The Best of Indian Cinema in 2018: A Perspective

This is the time of the year when people like me are busy trying to hurry up with their year-end list compilations before heading out to celebrate the entry of the New Year. Usually I do try to go in for an in depth analysis of Indian Cinema, looking at the major happenings of the year in nearly all the dominant film industries, both Hindi and regional. But of late I’ve been caught up with all sorts of stuff; as a result I ended up being unable to come up with my mandatory year end posts for 2017, the one on Indian Cinema and the other one on Malayalam Cinema specifically. Hence I’ve decided that it’s time to play it wisely and focus mainly on the lists in particular and not the detailed anlysis. Why miss out on doing something that I am fond of altogether?

I’ve gone about watching around 200 Indian films in 2018, I am referring to only those films which had a theatrical and/or digital release in 2018 and not those that released before or remain unreleased. With the popularity of digital/OTT platforms on the rise and with 2018 already seeing direct to digital release of a few Indian feature films, we can be rest assured that this is going to be seen more and more often. I’ve managed to watch films in Hindi, Bengali, Assamese, Marathi, Tamil, Telugu, Malayalam, Kannada and Punjabi and as always have been tracking the films as well as the happenings in the industry across the country. I found Bengali cinema to be disappointing with their content overall, none of the films have impressed me enough to make it to the top 10 Indian films of 2018, a surprise to me. Marathi cinema had an average year, a few good films here and there of course while Kannada cinema was more in the news for the hurricane unleashed towards the end of the year called KGF rather than anything else.

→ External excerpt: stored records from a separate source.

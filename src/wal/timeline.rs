//! Timeline history files.

use std::collections::HashMap;
use std::io::{BufRead, BufReader, Read};
use std::sync::OnceLock;

use anyhow::Context;
use regex::Regex;

use super::{history_filename, parse_lsn, Lsn, WalSegmentNo};
use crate::storage::{download_and_decompress, is_not_found, Folder};
use crate::{Error, Result};

fn history_row_regex() -> &'static Regex {
    static RE: OnceLock<Regex> = OnceLock::new();
    RE.get_or_init(|| Regex::new(r"^(\d+)\t(.+)\t(.+)$").expect("static regex"))
}

/// One row of a `.history` file: the parent timeline and the LSN where it ended.
#[derive(Debug, Clone, PartialEq, Eq)]
pub struct TimelineHistoryRecord {
    pub timeline: u32,
    pub lsn: Lsn,
    pub comment: String,
}

impl TimelineHistoryRecord {
    pub fn new(timeline: u32, lsn: Lsn, comment: impl Into<String>) -> Self {
        Self {
            timeline,
            lsn,
            comment: comment.into(),
        }
    }
}

/// Timeline switches keyed by the segment holding the switch point.
pub type TimelineSwitchMap = HashMap<WalSegmentNo, TimelineHistoryRecord>;

/// Parse history rows. Blank lines and rows that don't look like records are skipped.
pub fn parse_history<R: Read>(reader: R) -> Result<Vec<TimelineHistoryRecord>> {
    let mut records = Vec::new();
    for line in BufReader::new(reader).lines() {
        let line = line?;
        let Some(caps) = history_row_regex().captures(&line) else {
            continue;
        };
        let timeline = caps[1]
            .parse::<u32>()
            .with_context(|| format!("bad timeline in history row {line:?}"))?;
        records.push(TimelineHistoryRecord::new(timeline, parse_lsn(&caps[2])?, &caps[3]));
    }
    Ok(records)
}

/// History of `timeline` read from the WAL folder. A missing file is
/// reported as `Error::HistoryFileNotFound`.
pub fn history_records(timeline: u32, wal_folder: &dyn Folder) -> Result<Vec<TimelineHistoryRecord>> {
    let name = history_filename(timeline);
    match download_and_decompress(wal_folder, &name) {
        Ok(reader) => parse_history(reader),
        Err(e) if is_not_found(&e) => Err(Error::HistoryFileNotFound(name).into()),
        Err(e) => Err(e.context(format!("downloading history file {name}"))),
    }
}

pub fn switch_map(records: &[TimelineHistoryRecord]) -> TimelineSwitchMap {
    records
        .iter()
        .map(|r| (WalSegmentNo::from_lsn(r.lsn), r.clone()))
        .collect()
}

/// Switch map for `timeline`; empty when the timeline has no history file.
pub fn load_switch_map(timeline: u32, wal_folder: &dyn Folder) -> Result<TimelineSwitchMap> {
    match history_records(timeline, wal_folder) {
        Ok(records) => Ok(switch_map(&records)),
        Err(e) if matches!(e.downcast_ref::<Error>(), Some(Error::HistoryFileNotFound(_))) => {
            Ok(TimelineSwitchMap::new())
        }
        Err(e) => Err(e),
    }
}
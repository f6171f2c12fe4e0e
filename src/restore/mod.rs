//! Restoring a backup chain into a data directory.
//!
//! Links are applied newest first. Each link only writes what newer links
//! could not fully provide: the set of files still required shrinks as the
//! walk moves toward the full backup, and a file is dropped from it once no
//! block of it is missing anymore.

use std::collections::{HashMap, HashSet};
use std::fs;
use std::path::Path;

use anyhow::Context;
use tracing::{debug, info};

use crate::backup::{latest_backup_name, BackupChain, BackupFileList, ChainLink, FilesMetadataDto, LATEST};
use crate::bundle::{BACKUP_LABEL, PG_CONTROL_PATH, PG_CONTROL_TAR, TABLESPACE_MAP};
use crate::config::{FsyncMode, Settings};
use crate::logging::{log_restore_link, RestoreLinkSnapshot};
use crate::storage::FolderRef;
use crate::{Error, Result};

pub mod extract;
pub mod interpreter;
pub mod unwrapper;

pub use extract::{extract_all, link_tars, LinkTars};
pub use interpreter::{TarInterpreter, UnwrapResult};
pub use unwrapper::{FileUnwrapOptions, FileUnwrapOutcome, FileUnwrapper};

/// Files restored even though no file list describes them.
pub const UTILITY_FILE_PATHS: [&str; 3] = [PG_CONTROL_PATH, BACKUP_LABEL, TABLESPACE_MAP];

#[derive(Debug, Clone, Copy)]
pub struct RestoreOptions {
    /// Leave out containers holding no file still required.
    pub skip_redundant_tars: bool,
    pub fsync: FsyncMode,
    pub download_concurrency: usize,
    /// Apply a single catch-up increment onto an existing cluster.
    pub catchup: bool,
}

impl RestoreOptions {
    pub fn from_settings(settings: &Settings, catchup: bool) -> Self {
        Self {
            skip_redundant_tars: settings.skip_redundant_tars,
            fsync: settings.fsync,
            download_concurrency: settings.download_concurrency.max(1),
            catchup,
        }
    }
}

#[derive(Debug, Clone, PartialEq, Eq)]
pub struct RestoreSummary {
    pub backup: String,
    /// Chain links applied, newest first.
    pub links: Vec<String>,
}

/// Every file the target backup recorded plus the utility files, or `None`
/// (everything) when it recorded no files.
pub fn files_to_unwrap(files: Option<&FilesMetadataDto>) -> Option<HashSet<String>> {
    let files = files.filter(|f| !f.files.is_empty())?;
    let mut wanted: HashSet<String> = files.files.keys().cloned().collect();
    wanted.extend(UTILITY_FILE_PATHS.iter().map(|p| p.to_string()));
    Some(wanted)
}

/// Files that still need data from the parent of a link described by
/// `link_files`: the ones it skipped or only carried as an increment.
pub fn base_files_to_unwrap(link_files: &BackupFileList, current: &HashSet<String>) -> Result<HashSet<String>> {
    let mut base = HashSet::new();
    for name in current {
        let Some(desc) = link_files.get(name) else {
            if UTILITY_FILE_PATHS.contains(&name.as_str()) {
                continue;
            }
            anyhow::bail!("file {name} needs data from an older backup but is not described by its increment");
        };
        if desc.is_skipped || desc.is_incremented {
            base.insert(name.clone());
        }
    }
    Ok(base)
}

/// Whether a container of a link holds any file still required.
pub fn should_unwrap_tar(tar_name: &str, files: Option<&FilesMetadataDto>, wanted: Option<&HashSet<String>>) -> bool {
    let (Some(files), Some(wanted)) = (files, wanted) else {
        return true;
    };
    if files.tar_file_sets.is_empty() {
        return true;
    }
    let needed = files
        .tar_file_sets
        .get(tar_name)
        .is_some_and(|members| members.iter().any(|m| wanted.contains(m)));
    if !needed {
        debug!(tar = %tar_name, "skipping container without required files");
    }
    needed
}

/// Fails with `NonEmptyDataDirectory` when `destination` has any entry.
/// An absent destination is created.
pub fn ensure_empty_destination(destination: &Path) -> Result<()> {
    if !destination.exists() {
        fs::create_dir_all(destination).with_context(|| format!("creating {}", destination.display()))?;
        return Ok(());
    }
    let mut entries = fs::read_dir(destination).with_context(|| format!("reading {}", destination.display()))?;
    if let Some(entry) = entries.next() {
        debug!(found = %entry?.path().display(), "destination_not_empty");
        return Err(Error::NonEmptyDataDirectory(destination.display().to_string()).into());
    }
    Ok(())
}

pub struct RestoreEngine {
    folder: FolderRef,
    options: RestoreOptions,
    unwrapper: FileUnwrapper,
}

impl RestoreEngine {
    /// `folder` is the base backups folder.
    pub fn new(folder: FolderRef, options: RestoreOptions) -> Self {
        Self {
            folder,
            options,
            unwrapper: FileUnwrapper::for_catchup(options.catchup),
        }
    }

    /// Restore `backup_name` (or [`LATEST`]) into `destination`.
    pub fn fetch(&self, backup_name: &str, destination: &Path) -> Result<RestoreSummary> {
        let name = if backup_name == LATEST {
            latest_backup_name(self.folder.as_ref())?.ok_or_else(|| Error::MissingBackup(LATEST.to_string()))?
        } else {
            backup_name.to_string()
        };

        if self.options.catchup {
            fs::create_dir_all(destination).with_context(|| format!("creating {}", destination.display()))?;
        } else {
            ensure_empty_destination(destination)?;
        }

        let chain = if self.options.catchup {
            BackupChain::single(&self.folder, &name)?
        } else {
            BackupChain::from_target(&self.folder, &name)?
        };
        info!(backup = %name, links = chain.len(), catchup = self.options.catchup, "restore_started");

        let mut wanted: Option<HashSet<String>> = None;
        let mut missing_blocks: HashMap<String, u64> = HashMap::new();
        let mut pg_control_seen = false;
        let mut applied = Vec::new();

        for (depth, link) in chain.newest_first().enumerate() {
            let files = link
                .backup
                .fetch_files_metadata(&link.sentinel)
                .with_context(|| format!("loading file list of backup {}", link.name()))?;
            if depth == 0 {
                wanted = files_to_unwrap(files.as_ref());
            }

            let (result, saw_pg_control) = self
                .unwrap_link(link, files.as_ref(), wanted.as_ref(), destination)
                .with_context(|| format!("restoring backup {}", link.name()))?;
            pg_control_seen |= saw_pg_control;
            applied.push(link.name().to_string());

            let done = account_missing_blocks(&result, &mut missing_blocks);
            if let (Some(current), Some(files)) = (wanted.as_mut(), files.as_ref()) {
                if link.sentinel.is_incremental() && link.parent().is_some() {
                    let mut base = base_files_to_unwrap(&files.files, current)
                        .with_context(|| format!("narrowing files below backup {}", link.name()))?;
                    base.retain(|name| !done.contains(name));
                    *current = base;
                }
            }

            log_restore_link(
                link.name(),
                RestoreLinkSnapshot {
                    tars: result.tars,
                    completed: result.unwrap.completed.len(),
                    created_from_increment: result.unwrap.created_from_increment.len(),
                    written_from_increment: result.unwrap.written_from_increment.len(),
                    remaining: wanted.as_ref().map_or(0, HashSet::len),
                },
            );
        }

        if !pg_control_seen {
            return Err(Error::PgControlNotFound(name).into());
        }
        info!(backup = %name, links = applied.len(), "restore_finished");
        Ok(RestoreSummary {
            backup: name,
            links: applied,
        })
    }

    /// Apply one link. Returns its unwrap result and whether it carried `pg_control`.
    fn unwrap_link(
        &self,
        link: &ChainLink,
        files: Option<&FilesMetadataDto>,
        wanted: Option<&HashSet<String>>,
        destination: &Path,
    ) -> Result<(LinkUnwrap, bool)> {
        let tars = link_tars(link.backup.tar_folder().as_ref())?;
        let has_pg_control = tars.pg_control.is_some();

        let keep = |tar: &String| {
            !self.options.skip_redundant_tars || should_unwrap_tar(tar, files, wanted)
        };
        let regular: Vec<String> = tars.regular.iter().filter(|t| keep(&tar_base(t))).cloned().collect();
        let pg_control = tars.pg_control.filter(|t| keep(&tar_base(t)));

        debug!(backup = %link.name(), tars = regular.len(), pg_control = pg_control.is_some(), "link_containers_selected");
        let interpreter = TarInterpreter::new(
            destination,
            wanted.cloned(),
            files.map(|f| f.files.clone()),
            self.unwrapper,
            self.options.fsync,
        );
        let tar_folder = link.backup.tar_folder();
        let mut count = extract_all(&tar_folder, &regular, &interpreter, self.options.download_concurrency)?;
        if let Some(pg_control) = pg_control {
            count += extract_all(&tar_folder, &[pg_control], &interpreter, 1)
                .context("extracting pg_control")?;
        }
        Ok((
            LinkUnwrap {
                tars: count,
                unwrap: interpreter.into_result(),
            },
            has_pg_control,
        ))
    }
}

struct LinkUnwrap {
    tars: usize,
    unwrap: UnwrapResult,
}

/// Update per-file missing block counts with one link's outcome. Returns the
/// files that need nothing more from older links.
fn account_missing_blocks(result: &LinkUnwrap, missing: &mut HashMap<String, u64>) -> HashSet<String> {
    let mut done: HashSet<String> = result.unwrap.completed.iter().cloned().collect();
    for (name, &still_missing) in &result.unwrap.created_from_increment {
        if still_missing == 0 {
            done.insert(name.clone());
        } else {
            missing.insert(name.clone(), still_missing);
        }
    }
    for (name, &written) in &result.unwrap.written_from_increment {
        if let Some(left) = missing.get_mut(name) {
            *left = left.saturating_sub(written);
            if *left == 0 {
                missing.remove(name);
                done.insert(name.clone());
            }
        }
    }
    for name in &done {
        missing.remove(name);
    }
    done
}

fn tar_base(stored: &str) -> String {
    crate::compression::CompressionMethod::from_object_name(stored).1.to_string()
}

/// Whether `stored` is the `pg_control` container, under any compression.
pub fn is_pg_control_tar(stored: &str) -> bool {
    tar_base(stored) == PG_CONTROL_TAR
}
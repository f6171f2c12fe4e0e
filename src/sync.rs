//! Small blocking primitives shared by the upload and extraction pools.

use std::sync::atomic::{AtomicBool, Ordering};
use std::sync::Arc;
use std::time::Duration;

use parking_lot::{Condvar, Mutex};

/// Counting semaphore bounding in-flight work.
pub struct Semaphore {
    available: Mutex<usize>,
    condvar: Condvar,
    capacity: usize,
}

impl Semaphore {
    pub fn new(capacity: usize) -> Self {
        Self {
            available: Mutex::new(capacity),
            condvar: Condvar::new(),
            capacity,
        }
    }

    pub fn capacity(&self) -> usize {
        self.capacity
    }

    /// Take one permit, giving up once `cancel` fires. Returns whether a permit was taken.
    pub fn acquire(&self, cancel: &CancellationToken) -> bool {
        let mut available = self.available.lock();
        loop {
            if cancel.is_cancelled() {
                return false;
            }
            if *available > 0 {
                *available -= 1;
                return true;
            }
            // periodic wakeup so a cancellation is noticed without a notify
            self.condvar.wait_for(&mut available, Duration::from_millis(100));
        }
    }

    pub fn release(&self) {
        let mut available = self.available.lock();
        *available = (*available + 1).min(self.capacity);
        self.condvar.notify_all();
    }

    /// Block until every permit is back, i.e. all in-flight work is done.
    pub fn wait_idle(&self) {
        let mut available = self.available.lock();
        while *available < self.capacity {
            self.condvar.wait(&mut available);
        }
    }
}

/// Stops new work from being started. In-flight work always runs to completion.
#[derive(Debug, Clone, Default)]
pub struct CancellationToken {
    cancelled: Arc<AtomicBool>,
}

impl CancellationToken {
    pub fn new() -> Self {
        Self::default()
    }

    pub fn cancel(&self) {
        self.cancelled.store(true, Ordering::SeqCst);
    }

    pub fn is_cancelled(&self) -> bool {
        self.cancelled.load(Ordering::SeqCst)
    }
}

Telugu cinema seemed to be finally paying attention to high concept films, be it smaller films like C/o Kancharapalem, RX 100, Awe etc. or even the more commercial ventures like Rangasthalam or Mahanati, there seemed to be a change for the better clearly seen. Malayalam cinema had an average year I would say, films like Eeda, Ee.Ma.Yau, Sudani From Nigeria etc. continued to reflect well upon the industry laying importance to writing, but at the same time a lot of sub-standard work was also seen.  Tamil cinema had a golden year of sorts, with the 2nd half of the year in particular throwing a lot of gems including Pariyerum Perumal, ’96, Ratsasan, Vada Chennai etc. Bollywood had a good year business wise while the same cannot be said when it comes to the quality of their films. The good thing to note was that some good high concept films including Raazi, Stree, Badhaai Ho etc. did well while the bigger films like Thugs of Hindustan, Race 3 and Zero struggled.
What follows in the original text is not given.